The legendary mathematician Dr. John Von Neumann had little use for games of chance such as roulette, craps, or slots. There’s no mastery to be found in pure chance, he believed. No doubt Dean Martin’s Sam Harmon character would have agreed when he exclaimed in the original Ocean’s 11 (1960) that “the house always wins.”
Interestingly, Von Neumann thought that chess was also problematic - boring to his brilliant mind - for the opposite reason. All chess moves can be mathematically accounted for in advance, he asserted. Well The Queen’s Gambit (2020) fans, that’s a skill not possessed by mere mortals like me or anyone else I know.
In her 2020 book, The Biggest Bluff: How I Learned to Pay Attention, Master Myself, and Win, Dr. Maria Konnikova said that she, like Von Neumann, finds poker to be that rare middle ground between chance and skill - a place where leaders often find themselves.
I met Konnikova at the MIT Sports Analytics Conference last year. She participated with FiveThirtyEight’s Nate Silver (both pictured on far right of photo below) in a panel on legalized gambling. An impressive scholar and writer, the psychologist and New Yorker contributor took a deep dive into competitive, high-stakes poker for research purposes and, well, became a highly regarded champion in the process.
She writes in Bluff that, "Poker, unlike quite any other game, mirrors life. It isn’t the roulette wheel of pure chance, nor is it the chess of mathematical elegance and perfect information. Like the world we inhabit, it consists of an inextricable joining of the two. Poker stands at the fulcrum that balances two oppositional forces in our lives - chance and control" or at least the skills we think provide us with some level of control.
This makes poker a useful analog for decision-making. After all, the best leaders and poker players approach sense-making and decision-making with skill at and experience in understanding, navigating, and optimizing both chance and control. They understand, as well, that no matter how pristine the system or the analytics, “the human always gets in the way of the mathematical model," as Konnikova put it.
Konnikova references Colonel John Boyd’s OODA Loop for use in sense-making and decision-making from poker and chess competitions to combat and the courtroom.
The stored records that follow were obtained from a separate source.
//! Rendering: hand normalized markup to the hosted Graphviz service.
//!
//! ## Why a HEAD probe?
//!
//! The render service answers a syntax error with HTTP 400 and a short text
//! body. Probing with HEAD first surfaces that failure before any image bytes
//! are transferred, and lets callers that only want the URL (the web front
//! end links to it) confirm it will render without downloading it.
//!
//! ## Why fall back to POST?
//!
//! The markup travels URL-encoded in the query string. Large graphs with
//! non-Latin labels triple in size when percent-encoded and can exceed the
//! limits of proxies along the way. Above [`MAX_GET_URL_LEN`] the image is
//! requested with a JSON POST body instead and the HEAD probe is skipped.
//!
//! There is no local fallback renderer and no retry: a failed render is an
//! error for the whole request.

use crate::config::{GraphConfig, ImageFormat};
use crate::error::LexiGraphError;
use base64::{engine::general_purpose::STANDARD, Engine as _};
use serde::Serialize;
use std::time::Duration;
use tracing::{debug, info, warn};

/// Longest render URL sent as a GET request.
pub const MAX_GET_URL_LEN: usize = 8 * 1024;

/// Image bytes returned by the render service.
#[derive(Debug, Clone, PartialEq, Eq)]
pub struct RenderedImage {
    pub bytes: Vec<u8>,
    pub content_type: String,
    pub format: ImageFormat,
}

impl RenderedImage {
    /// `data:` URI suitable for an `<img src>` attribute.
    pub fn to_data_uri(&self) -> String {
        format!(
            "data:{};base64,{}",
            self.format.content_type(),
            STANDARD.encode(&self.bytes)
        )
    }

    /// True when the bytes start like the requested format.
    pub fn looks_valid(&self) -> bool {
        match self.format {
            ImageFormat::Png => self.bytes.starts_with(b"\x89PNG\r\n\x1a\n"),
            ImageFormat::Svg => {
                let head = &self.bytes[..self.bytes.len().min(512)];
                String::from_utf8_lossy(head).contains("<svg")
            }
        }
    }
}

#[derive(Debug, Serialize)]
struct RenderRequest<'a> {
    graph: &'a str,
    format: &'static str,
}

/// Client for the render service.
#[derive(Debug, Clone)]
pub struct RenderService {
    client: reqwest::Client,
    base_url: reqwest::Url,
    format: ImageFormat,
    timeout_secs: u64,
}

impl RenderService {
    pub fn new(
        base_url: &str,
        format: ImageFormat,
        timeout_secs: u64,
    ) -> Result<Self, LexiGraphError> {
        let base_url = reqwest::Url::parse(base_url).map_err(|e| {
            LexiGraphError::InvalidConfig(format!("Render URL '{base_url}': {e}"))
        })?;
        let client = reqwest::Client::builder()
            .timeout(Duration::from_secs(timeout_secs))
            .build()
            .map_err(|e| LexiGraphError::Internal(format!("HTTP client: {e}")))?;
        Ok(Self {
            client,
            base_url,
            format,
            timeout_secs,
        })
    }

    pub fn from_config(config: &GraphConfig) -> Result<Self, LexiGraphError> {
        Self::new(
            &config.render_base_url,
            config.image_format,
            config.render_timeout_secs,
        )
    }

    pub fn format(&self) -> ImageFormat {
        self.format
    }

    /// URL that renders `markup` when fetched.
    pub fn render_url(&self, markup: &str) -> String {
        let mut url = self.base_url.clone();
        url.query_pairs_mut()
            .append_pair("graph", markup)
            .append_pair("format", self.format.as_str());
        url.into()
    }

    /// Ask the service whether it accepts `markup`, without downloading it.
    ///
    /// Returns `Ok(false)` when the URL is too long to probe.
    pub async fn probe(&self, markup: &str) -> Result<bool, LexiGraphError> {
        let url = self.render_url(markup);
        if url.len() > MAX_GET_URL_LEN {
            debug!("Render URL is {} bytes; skipping probe", url.len());
            return Ok(false);
        }
        let response = self
            .client
            .head(&url)
            .send()
            .await
            .map_err(|e| self.transport_error(e))?;
        let status = response.status();
        if !status.is_success() {
            warn!("Render probe rejected markup: HTTP {}", status.as_u16());
            return Err(LexiGraphError::RenderFailed {
                status: Some(status.as_u16()),
                detail: "render service rejected the markup".into(),
            });
        }
        debug!("Render probe accepted markup");
        Ok(true)
    }

    /// Download the rendered image.
    pub async fn fetch(&self, markup: &str) -> Result<RenderedImage, LexiGraphError> {
        let url = self.render_url(markup);
        let request = if url.len() > MAX_GET_URL_LEN {
            debug!("Render URL is {} bytes; using POST", url.len());
            self.client.post(self.base_url.clone()).json(&RenderRequest {
                graph: markup,
                format: self.format.as_str(),
            })
        } else {
            self.client.get(&url)
        };

        let response = request.send().await.map_err(|e| self.transport_error(e))?;
        let status = response.status();
        let content_type = response
            .headers()
            .get(reqwest::header::CONTENT_TYPE)
            .and_then(|v| v.to_str().ok())
            .unwrap_or(self.format.content_type())
            .to_string();
        let bytes = response
            .bytes()
            .await
            .map_err(|e| self.transport_error(e))?;

        if !status.is_success() {
            let detail = String::from_utf8_lossy(&bytes).trim().to_string();
            warn!("Render failed: HTTP {}: {}", status.as_u16(), detail);
            return Err(LexiGraphError::RenderFailed {
                status: Some(status.as_u16()),
                detail,
            });
        }

        let image = RenderedImage {
            bytes: bytes.to_vec(),
            content_type,
            format: self.format,
        };
        if !image.looks_valid() {
            return Err(LexiGraphError::RenderFailed {
                status: Some(status.as_u16()),
                detail: format!("response is not a {} image", self.format),
            });
        }
        info!("Rendered {} image: {} bytes", self.format, image.bytes.len());
        Ok(image)
    }

    fn transport_error(&self, e: reqwest::Error) -> LexiGraphError {
        if e.is_timeout() {
            LexiGraphError::RenderTimeout {
                secs: self.timeout_secs,
            }
        } else {
            LexiGraphError::RenderFailed {
                status: e.status().map(|s| s.as_u16()),
                detail: e.to_string(),
            }
        }
    }
}

#[cfg(test)]
mod tests {
    use super::*;

    fn service() -> RenderService {
        RenderService::new("https://quickchart.io/graphviz", ImageFormat::Png, 10).unwrap()
    }

    #[test]
    fn render_url_encodes_markup() {
        let url = service().render_url("digraph G { a -> b; }");
        assert!(url.starts_with("https://quickchart.io/graphviz?graph="));
        assert!(url.contains("digraph+G+%7B+a+-%3E+b%3B+%7D"), "got: {url}");
        assert!(url.ends_with("&format=png"));
    }

    #[test]
    fn render_url_round_trips_through_parser() {
        let markup = "digraph G { A [label=\"الذكاء & AI\"]; }";
        let url = reqwest::Url::parse(&service().render_url(markup)).unwrap();
        let graph = url
            .query_pairs()
            .find(|(k, _)| k == "graph")
            .map(|(_, v)| v.into_owned());
        assert_eq!(graph.as_deref(), Some(markup));
    }

    #[test]
    fn bad_base_url_is_config_error() {
        let err = RenderService::new("::nope", ImageFormat::Png, 10).unwrap_err();
        assert!(matches!(err, LexiGraphError::InvalidConfig(_)));
    }

    #[test]
    fn data_uri_and_sniffing() {
        let png = RenderedImage {
            bytes: b"\x89PNG\r\n\x1a\nrest".to_vec(),
            content_type: "image/png".into(),
            format: ImageFormat::Png,
        };
        assert!(png.looks_valid());
        assert!(png.to_data_uri().starts_with("data:image/png;base64,iVBORw0K"));

        let svg = RenderedImage {
            bytes: b"<?xml version=\"1.0\"?><svg xmlns=\"...\"></svg>".to_vec(),
            content_type: "image/svg+xml".into(),
            format: ImageFormat::Svg,
        };
        assert!(svg.looks_valid());

        let html = RenderedImage {
            bytes: b"<html>error</html>".to_vec(),
            content_type: "text/html".into(),
            format: ImageFormat::Png,
        };
        assert!(!html.looks_valid());
    }

    #[tokio::test]
    async fn long_markup_skips_probe() {
        let markup = format!("digraph G {{ {} }}", "a -> b; ".repeat(2000));
        assert!(!service().probe(&markup).await.unwrap());
    }

    #[tokio::test]
    async fn unreachable_service_is_render_failure() {
        let svc = RenderService::new("http://127.0.0.1:9/graphviz", ImageFormat::Png, 2).unwrap();
        let err = svc.fetch("digraph G { a; }").await.unwrap_err();
        assert!(
            matches!(
                err,
                LexiGraphError::RenderFailed { status: None, .. } | LexiGraphError::RenderTimeout { .. }
            ),
            "got: {err:?}"
        );
    }
}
Boyd was a USAF fighter pilot who taught pilots and other decision-makers to Observe, Orient, Decide, and Act. He believed that out-maneuvering opponents means getting inside their heads and understanding their OODA Loop, imagining what the opponents are observing and how they are orienting themselves. This gives the pilot - or poker player - real-time intelligence to anticipate what that adversary will do next. As Konnikova puts it, “You’re getting signals and you’re giving off signals" all the time.
It’s a decision-making construct that can help even the odds a bit. Or as Konnikova writes, "Poker has been a way of reclaiming my agency over chance.”